[Start of section]
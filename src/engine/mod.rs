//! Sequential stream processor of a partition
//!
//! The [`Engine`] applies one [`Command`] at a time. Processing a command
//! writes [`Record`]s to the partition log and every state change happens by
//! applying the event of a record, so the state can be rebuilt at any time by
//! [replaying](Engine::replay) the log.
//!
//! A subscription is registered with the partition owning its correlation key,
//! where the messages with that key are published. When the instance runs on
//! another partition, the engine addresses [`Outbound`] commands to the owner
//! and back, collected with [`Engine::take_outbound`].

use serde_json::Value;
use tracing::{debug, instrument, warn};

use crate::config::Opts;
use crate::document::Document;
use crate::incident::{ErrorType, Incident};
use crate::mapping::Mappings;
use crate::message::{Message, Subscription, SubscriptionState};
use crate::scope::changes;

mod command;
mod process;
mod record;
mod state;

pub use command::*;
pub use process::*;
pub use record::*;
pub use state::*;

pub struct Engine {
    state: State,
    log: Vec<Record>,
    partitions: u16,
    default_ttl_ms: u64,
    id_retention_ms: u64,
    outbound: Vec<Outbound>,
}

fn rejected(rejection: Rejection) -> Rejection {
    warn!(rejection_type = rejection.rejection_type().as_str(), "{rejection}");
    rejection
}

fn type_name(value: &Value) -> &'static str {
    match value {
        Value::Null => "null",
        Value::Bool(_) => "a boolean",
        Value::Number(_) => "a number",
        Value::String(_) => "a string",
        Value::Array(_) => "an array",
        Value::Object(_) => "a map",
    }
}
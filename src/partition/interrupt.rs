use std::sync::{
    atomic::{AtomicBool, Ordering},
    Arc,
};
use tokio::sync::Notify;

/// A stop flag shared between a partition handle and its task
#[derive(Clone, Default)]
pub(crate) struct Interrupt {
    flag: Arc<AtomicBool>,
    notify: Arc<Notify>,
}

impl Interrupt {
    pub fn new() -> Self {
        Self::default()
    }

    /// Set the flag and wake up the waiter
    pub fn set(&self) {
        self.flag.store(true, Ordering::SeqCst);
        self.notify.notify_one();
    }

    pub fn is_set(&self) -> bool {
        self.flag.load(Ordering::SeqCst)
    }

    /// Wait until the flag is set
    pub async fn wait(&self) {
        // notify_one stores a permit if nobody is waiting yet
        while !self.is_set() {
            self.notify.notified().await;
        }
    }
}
[End of section]
What is being asked:
Retype the material above in full, exactly.

Solution:
filename src/engine/mod.rs
//! Sequential stream processor of a partition
//!
//! The [`Engine`] applies one [`Command`] at a time. Processing a command
//! writes [`Record`]s to the partition log and every state change happens by
//! applying the event of a record, so the state can be rebuilt at any time by
//! [replaying](Engine::replay) the log.
//!
//! A subscription is registered with the partition owning its correlation key,
//! where the messages with that key are published. When the instance runs on
//! another partition, the engine addresses [`Outbound`] commands to the owner
//! and back, collected with [`Engine::take_outbound`].

use serde_json::Value;
use tracing::{debug, instrument, warn};

use crate::config::Opts;
use crate::document::Document;
use crate::incident::{ErrorType, Incident};
use crate::mapping::Mappings;
use crate::message::{Message, Subscription, SubscriptionState};
use crate::scope::changes;

mod command;
mod process;
mod record;
mod state;

pub use command::*;
pub use process::*;
pub use record::*;
pub use state::*;

pub struct Engine {
    state: State,
    log: Vec<Record>,
    partitions: u16,
    default_ttl_ms: u64,
    id_retention_ms: u64,
    outbound: Vec<Outbound>,
}

fn rejected(rejection: Rejection) -> Rejection {
    warn!(rejection_type = rejection.rejection_type().as_str(), "{rejection}");
    rejection
}

fn type_name(value: &Value) -> &'static str {
    match value {
        Value::Null => "null",
        Value::Bool(_) => "a boolean",
        Value::Number(_) => "a number",
        Value::String(_) => "a string",
        Value::Array(_) => "an array",
        Value::Object(_) => "a map",
    }
}
filename src/partition/interrupt.rs
use std::sync::{
    atomic::{AtomicBool, Ordering},
    Arc,
};
use tokio::sync::Notify;

/// A stop flag shared between a partition handle and its task
#[derive(Clone, Default)]
pub(crate) struct Interrupt {
    flag: Arc<AtomicBool>,
    notify: Arc<Notify>,
}

impl Interrupt {
    pub fn new() -> Self {
        Self::default()
    }

    /// Set the flag and wake up the waiter
    pub fn set(&self) {
        self.flag.store(true, Ordering::SeqCst);
        self.notify.notify_one();
    }

    pub fn is_set(&self) -> bool {
        self.flag.load(Ordering::SeqCst)
    }

    /// Wait until the flag is set
    pub async fn wait(&self) {
        // notify_one stores a permit if nobody is waiting yet
        while !self.is_set() {
            self.notify.notified().await;
        }
    }
}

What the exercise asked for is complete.